Rather than buying top grades, desperate students are being exploited by companies that take advantage of the very shortcomings (lower literacy and an ignorance of plagiarism protocols) students are hoping to mitigate.
How can we discourage it?
In recent years, several scholars have explored the legality of contract cheating, along with the possibilities of defining a new offence under criminal law of providing or advertising contract cheating.
In 2011, for example, a law was introduced in New Zealand that makes it a criminal offence to provide or advertise cheating services. Yet the criminalisation of such services leads inevitably to the prosecution of cheating students, something the legal system has so far been reluctant to do.

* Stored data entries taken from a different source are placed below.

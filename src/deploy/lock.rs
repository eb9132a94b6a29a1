/// Per-workflow advisory locks
///
/// Serialises lifecycle operations on the same workflow within one process. Locks
/// for different workflows never contend.

use std::collections::HashMap;
use std::sync::{Arc, Mutex};
use tokio::sync::{Mutex as AsyncMutex, OwnedMutexGuard};

#[derive(Debug, Clone, Default)]
pub struct WorkflowLocks {
    inner: Arc<Mutex<HashMap<String, Arc<AsyncMutex<()>>>>>,
}

impl WorkflowLocks {
    pub fn new() -> Self {
        Self::default()
    }

    /// Wait for exclusive access to `workflow_id`; released when the guard drops
    pub async fn acquire(&self, workflow_id: &str) -> OwnedMutexGuard<()> {
        let lock = {
            let mut locks = self.inner.lock().unwrap_or_else(|poisoned| poisoned.into_inner());
            // drop entries nobody holds or waits on
            locks.retain(|id, lock| id == workflow_id || Arc::strong_count(lock) > 1);
            locks.entry(workflow_id.to_string()).or_default().clone()
        };
        lock.lock_owned().await
    }

    pub fn tracked(&self) -> usize {
        self.inner
            .lock()
            .unwrap_or_else(|poisoned| poisoned.into_inner())
            .len()
    }
}
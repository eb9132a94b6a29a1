/// Organization secret endpoints. Plaintext goes in, never comes out.

use crate::api::{acting_user, AppState};
use crate::deploy::OperationResult;
use crate::entitlement::{can_perform, Capability};
use crate::error::TesseraError;
use crate::vault::SecretSummary;
use axum::{
    extract::{Path, State},
    http::{HeaderMap, StatusCode},
    response::Json,
    routing::{delete, post},
    Router,
};
use serde::Deserialize;

#[derive(Deserialize)]
pub struct StoreSecretRequest {
    pub key: String,
    pub value: String,
    /// Replace an existing key instead of failing
    #[serde(default)]
    pub replace: bool,
}

pub fn create_secret_routes() -> Router<AppState> {
    Router::new()
        .route("/api/secrets", post(store_secret).get(list_secrets))
        .route("/api/secrets/{key}", delete(delete_secret))
}

fn forbidden<T>(role: impl std::fmt::Display) -> OperationResult<T> {
    OperationResult::failure(
        TesseraError::Permission(format!("role '{}' is not permitted to manage secrets", role))
            .to_string(),
    )
}

/// POST /api/secrets
async fn store_secret(
    State(state): State<AppState>,
    headers: HeaderMap,
    Json(payload): Json<StoreSecretRequest>,
) -> Result<Json<OperationResult<SecretSummary>>, StatusCode> {
    let actor = acting_user(&state, &headers).await?;
    if !can_perform(actor.role, Capability::Edit) {
        return Ok(Json(forbidden(actor.role)));
    }

    let secrets = state.orchestrator.secrets();
    let result = if payload.replace {
        secrets
            .replace(&actor.organization_id, &payload.key, &payload.value)
            .await
    } else {
        secrets
            .store(&actor.organization_id, &payload.key, &payload.value)
            .await
    };
    Ok(Json(OperationResult::from_result(result)))
}

/// GET /api/secrets
async fn list_secrets(
    State(state): State<AppState>,
    headers: HeaderMap,
) -> Result<Json<OperationResult<Vec<SecretSummary>>>, StatusCode> {
    let actor = acting_user(&state, &headers).await?;
    let result = state.orchestrator.secrets().list(&actor.organization_id).await;
    Ok(Json(OperationResult::from_result(result)))
}

/// DELETE /api/secrets/{key}
async fn delete_secret(
    State(state): State<AppState>,
    headers: HeaderMap,
    Path(key): Path<String>,
) -> Result<Json<OperationResult<bool>>, StatusCode> {
    let actor = acting_user(&state, &headers).await?;
    if !can_perform(actor.role, Capability::Edit) {
        return Ok(Json(forbidden(actor.role)));
    }

    let result = state
        .orchestrator
        .secrets()
        .delete(&actor.organization_id, &key)
        .await;
    Ok(Json(OperationResult::from_result(result)))
}
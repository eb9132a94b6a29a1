/// Authenticated symmetric encryption for secret parameters
///
/// AES-256-GCM with a 96-bit nonce drawn from the OS RNG on every call and a 128-bit
/// tag. The key is derived once at process start (PBKDF2-HMAC-SHA256) and held by an
/// explicitly constructed [`VaultService`] that callers share through an `Arc`.
/// Storage format is three hex strings: ciphertext, iv, tag.

pub mod secrets;

pub use secrets::{SecretManager, SecretRecord, SecretSummary};

use crate::config::VaultConfig;
use crate::error::{Result, TesseraError};
use aes_gcm::aead::{Aead, KeyInit};
use aes_gcm::{Aes256Gcm, Nonce};
use rand::rngs::OsRng;
use rand::RngCore;
use serde::{Deserialize, Serialize};
use sha2::Sha256;

pub const KEY_LEN: usize = 32;
pub const NONCE_LEN: usize = 12;
pub const TAG_LEN: usize = 16;

/// Ciphertext triple as persisted
#[derive(Debug, Clone, PartialEq, Eq, Serialize, Deserialize)]
pub struct EncryptedSecret {
    pub ciphertext: String,
    pub iv: String,
    pub tag: String,
}

/// Process-scoped encryption service holding the derived key
pub struct VaultService {
    cipher: Aes256Gcm,
}

impl std::fmt::Debug for VaultService {
    fn fmt(&self, f: &mut std::fmt::Formatter<'_>) -> std::fmt::Result {
        f.write_str("VaultService { key: <redacted> }")
    }
}

impl VaultService {
    /// Derive the key from a configured secret. Deliberately slow; call once.
    pub fn derive(secret: &str, salt: &[u8], iterations: u32) -> Result<Self> {
        if secret.is_empty() {
            return Err(TesseraError::Config("vault secret must not be empty".to_string()));
        }
        if iterations == 0 {
            return Err(TesseraError::Config("vault KDF iterations must be positive".to_string()));
        }

        let mut key = [0u8; KEY_LEN];
        pbkdf2::pbkdf2_hmac::<Sha256>(secret.as_bytes(), salt, iterations, &mut key);
        let cipher = Aes256Gcm::new_from_slice(&key)
            .map_err(|_| TesseraError::Config("derived vault key has invalid length".to_string()));
        key.fill(0);

        Ok(Self { cipher: cipher? })
    }

    pub fn from_config(config: &VaultConfig) -> Result<Self> {
        tracing::info!(
            "🔐 Deriving vault key ({} KDF iterations)",
            config.kdf_iterations
        );
        Self::derive(&config.secret, config.salt.as_bytes(), config.kdf_iterations)
    }

    /// Encrypt under a fresh random nonce
    pub fn encrypt(&self, plaintext: &str) -> Result<EncryptedSecret> {
        let mut iv = [0u8; NONCE_LEN];
        OsRng.fill_bytes(&mut iv);

        let sealed = self
            .cipher
            .encrypt(Nonce::from_slice(&iv), plaintext.as_bytes())
            .map_err(|_| TesseraError::Integrity("encryption failed".to_string()))?;

        // aes-gcm appends the tag to the ciphertext
        let (ciphertext, tag) = sealed.split_at(sealed.len() - TAG_LEN);
        Ok(EncryptedSecret {
            ciphertext: hex::encode(ciphertext),
            iv: hex::encode(iv),
            tag: hex::encode(tag),
        })
    }

    /// Decrypt a stored triple; any malformed or unauthenticated input is an integrity error
    pub fn decrypt(&self, ciphertext: &str, iv: &str, tag: &str) -> Result<String> {
        let iv = decode_hex("iv", iv)?;
        let tag = decode_hex("tag", tag)?;
        if iv.len() != NONCE_LEN {
            return Err(TesseraError::Integrity(format!(
                "iv must be {} bytes, got {}",
                NONCE_LEN,
                iv.len()
            )));
        }
        if tag.len() != TAG_LEN {
            return Err(TesseraError::Integrity(format!(
                "tag must be {} bytes, got {}",
                TAG_LEN,
                tag.len()
            )));
        }

        let mut sealed = decode_hex("ciphertext", ciphertext)?;
        sealed.extend_from_slice(&tag);

        let plaintext = self
            .cipher
            .decrypt(Nonce::from_slice(&iv), sealed.as_ref())
            .map_err(|_| TesseraError::Integrity("authentication tag mismatch".to_string()))?;

        String::from_utf8(plaintext)
            .map_err(|_| TesseraError::Integrity("decrypted value is not valid UTF-8".to_string()))
    }

    pub fn decrypt_secret(&self, secret: &EncryptedSecret) -> Result<String> {
        self.decrypt(&secret.ciphertext, &secret.iv, &secret.tag)
    }
}

fn decode_hex(field: &str, value: &str) -> Result<Vec<u8>> {
    hex::decode(value).map_err(|_| TesseraError::Integrity(format!("{} is not valid hex", field)))
}
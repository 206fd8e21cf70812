//! User Password Value Object
//!
//! Domain wrappers around `platform::password` (bcrypt).
//!
//! ## Usage
//! ```rust
//! use auth::domain::value_object::user_password::{RawPassword, UserPassword};
//! use platform::password::MIN_COST;
//!
//! let raw = RawPassword::new("hunter2".to_string()).unwrap();
//! let hashed = UserPassword::from_raw(&raw, MIN_COST).unwrap();
//! assert!(hashed.verify(&raw));
//! ```

use kernel::error::app_error::{AppError, AppResult};
use platform::password::{ClearTextPassword, HashedPassword, PasswordHashError, PasswordPolicyError};
use std::fmt;

// ============================================================================
// Raw Password (User Input)
// ============================================================================

/// Raw password from user input
///
/// Memory is zeroized when dropped.
pub struct RawPassword(ClearTextPassword);

impl RawPassword {
    /// Validate the bcrypt input rules
    ///
    /// ## Errors
    /// Returns a `BadRequest` `AppError` with a user-facing message
    pub fn new(raw: String) -> AppResult<Self> {
        let clear_text = ClearTextPassword::new(raw).map_err(|e| match e {
            PasswordPolicyError::Empty => AppError::bad_request("Password cannot be empty")
                .with_action("Please enter a password"),

            PasswordPolicyError::TooLong { max, actual } => AppError::bad_request(format!(
                "Password must be at most {} bytes (got {})",
                max, actual
            ))
            .with_action("Please choose a shorter password"),

            PasswordPolicyError::InvalidCharacter => {
                AppError::bad_request("Password contains invalid characters")
                    .with_action("Please remove any NUL characters")
            }
        })?;

        Ok(Self(clear_text))
    }

    pub(crate) fn inner(&self) -> &ClearTextPassword {
        &self.0
    }
}

impl fmt::Debug for RawPassword {
    fn fmt(&self, f: &mut fmt::Formatter<'_>) -> fmt::Result {
        f.debug_tuple("RawPassword").field(&"[REDACTED]").finish()
    }
}

// ============================================================================
// User Password (Hashed, for storage)
// ============================================================================

/// Hashed user password for database storage
///
/// Never serialized; it only leaves the process through the store adapter.
#[derive(Clone, PartialEq, Eq)]
pub struct UserPassword(HashedPassword);

impl UserPassword {
    /// Hash a raw password with a fresh salt at the given bcrypt cost
    ///
    /// CPU-bound; async callers should run it on a blocking thread.
    pub fn from_raw(raw: &RawPassword, cost: u32) -> AppResult<Self> {
        let hashed = raw.inner().hash(cost).map_err(|e| match e {
            PasswordHashError::HashingFailed(msg) => {
                AppError::internal(format!("Password hashing failed: {}", msg))
            }
        })?;

        Ok(Self(hashed))
    }

    /// Wrap a hash read from the database
    pub fn from_db(hash: impl Into<String>) -> Self {
        Self(HashedPassword::from_stored(hash))
    }

    /// Hash string for database storage
    pub fn as_str(&self) -> &str {
        self.0.as_str()
    }

    /// Verify a raw password against this hash
    ///
    /// A corrupt stored hash verifies as `false`, same as a wrong password.
    pub fn verify(&self, raw: &RawPassword) -> bool {
        self.0.verify(raw.inner())
    }
}

impl fmt::Debug for UserPassword {
    fn fmt(&self, f: &mut fmt::Formatter<'_>) -> fmt::Result {
        f.debug_struct("UserPassword")
            .field("hash", &"[HASH]")
            .finish()
    }
}

impl fmt::Display for UserPassword {
    fn fmt(&self, f: &mut fmt::Formatter<'_>) -> fmt::Result {
        write!(f, "[HASHED_PASSWORD]")
    }
}

#[cfg(test)]
mod tests {
    use super::*;
    use platform::password::{MAX_PASSWORD_BYTES, MIN_COST};

    #[test]
    fn test_raw_password_validation() {
        assert!(RawPassword::new("hunter2".to_string()).is_ok());
        assert!(RawPassword::new("".to_string()).is_err());
        assert!(RawPassword::new("a".repeat(MAX_PASSWORD_BYTES + 1)).is_err());
        assert!(RawPassword::new("nul\0byte".to_string()).is_err());
    }

    #[test]
    fn test_validation_error_is_bad_request() {
        let err = RawPassword::new(String::new()).unwrap_err();
        assert_eq!(err.status_code(), 400);
        assert_eq!(err.message(), "Password cannot be empty");
    }

    #[test]
    fn test_hash_and_verify() {
        let raw = RawPassword::new("hunter2".to_string()).unwrap();
        let hashed = UserPassword::from_raw(&raw, MIN_COST).unwrap();

        assert!(hashed.as_str().starts_with("$2"));
        assert!(hashed.verify(&raw));

        let wrong = RawPassword::new("hunter2x".to_string()).unwrap();
        assert!(!hashed.verify(&wrong));
    }

    #[test]
    fn test_db_roundtrip() {
        let raw = RawPassword::new("hunter2".to_string()).unwrap();
        let hashed = UserPassword::from_raw(&raw, MIN_COST).unwrap();

        let restored = UserPassword::from_db(hashed.as_str().to_string());
        assert!(restored.verify(&raw));
    }

    #[test]
    fn test_corrupt_hash_never_verifies() {
        let raw = RawPassword::new("hunter2".to_string()).unwrap();
        assert!(!UserPassword::from_db("not-a-bcrypt-hash").verify(&raw));
    }

    #[test]
    fn test_debug_redaction() {
        let raw = RawPassword::new("SecretPassword123!".to_string()).unwrap();
        let debug = format!("{:?}", raw);
        assert!(debug.contains("REDACTED"));
        assert!(!debug.contains("Secret"));

        let hashed = UserPassword::from_raw(&raw, MIN_COST).unwrap();
        let debug = format!("{:?}", hashed);
        assert!(debug.contains("HASH"));
        assert!(!debug.contains(hashed.as_str()));
    }
}
//! Error Kind - Classification of errors
//!
//! Defines the [`ErrorKind`] enum that maps to HTTP status codes.

use serde::Serialize;

/// Error classification mapped onto HTTP status codes
///
/// ## Examples
/// ```rust
/// use kernel::error::kind::ErrorKind;
///
/// let kind = ErrorKind::NotFound;
/// assert_eq!(kind.status_code(), 404);
/// assert_eq!(kind.as_str(), "Not Found");
/// ```
#[derive(Debug, Clone, Copy, PartialEq, Eq, Serialize)]
#[serde(rename_all = "SCREAMING_SNAKE_CASE")]
#[non_exhaustive]
pub enum ErrorKind {
    /// 400 - malformed or invalid input
    BadRequest,
    /// 401 - missing or invalid credentials
    Unauthorized,
    /// 403 - authenticated but not allowed
    Forbidden,
    /// 404 - resource does not exist
    NotFound,
    /// 500 - unexpected server-side failure
    InternalServerError,
}

impl ErrorKind {
    #[inline]
    pub const fn status_code(&self) -> u16 {
        match self {
            ErrorKind::BadRequest => 400,
            ErrorKind::Unauthorized => 401,
            ErrorKind::Forbidden => 403,
            ErrorKind::NotFound => 404,
            ErrorKind::InternalServerError => 500,
        }
    }

    /// Standard reason phrase for the status
    #[inline]
    pub const fn as_str(&self) -> &'static str {
        match self {
            ErrorKind::BadRequest => "Bad Request",
            ErrorKind::Unauthorized => "Unauthorized",
            ErrorKind::Forbidden => "Forbidden",
            ErrorKind::NotFound => "Not Found",
            ErrorKind::InternalServerError => "Internal Server Error",
        }
    }
}

impl std::fmt::Display for ErrorKind {
    fn fmt(&self, f: &mut std::fmt::Formatter<'_>) -> std::fmt::Result {
        write!(f, "{}", self.as_str())
    }
}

But even discounting the possibility of legal action, plagiarism has hefty consequences for university students under misconduct policies, including revoking course credits, expulsion, and a permanent record of cheating.
Rather than simply completing an essay, for example, a history student might be tasked with interviewing a local non-profit organisation, and producing a podcast episode.
Teachers who use authentic assessments hope to reduce cheating by tying learning to student's hopes for their futures, but one obvious benefit is the difficulty of cheating in such individualised tasks. One key problem for overhauling assessment design is the troubling proliferation of casual labour in universities.
Understanding why students are willing to pay for assessments might also illuminate a problem at the heart of tertiary education – one that is related to our present repackaging of knowledge as a resource to be bought, rather than an ennobling pursuit that is worthy of all the energy, time, and attention teachers and students can devote to it.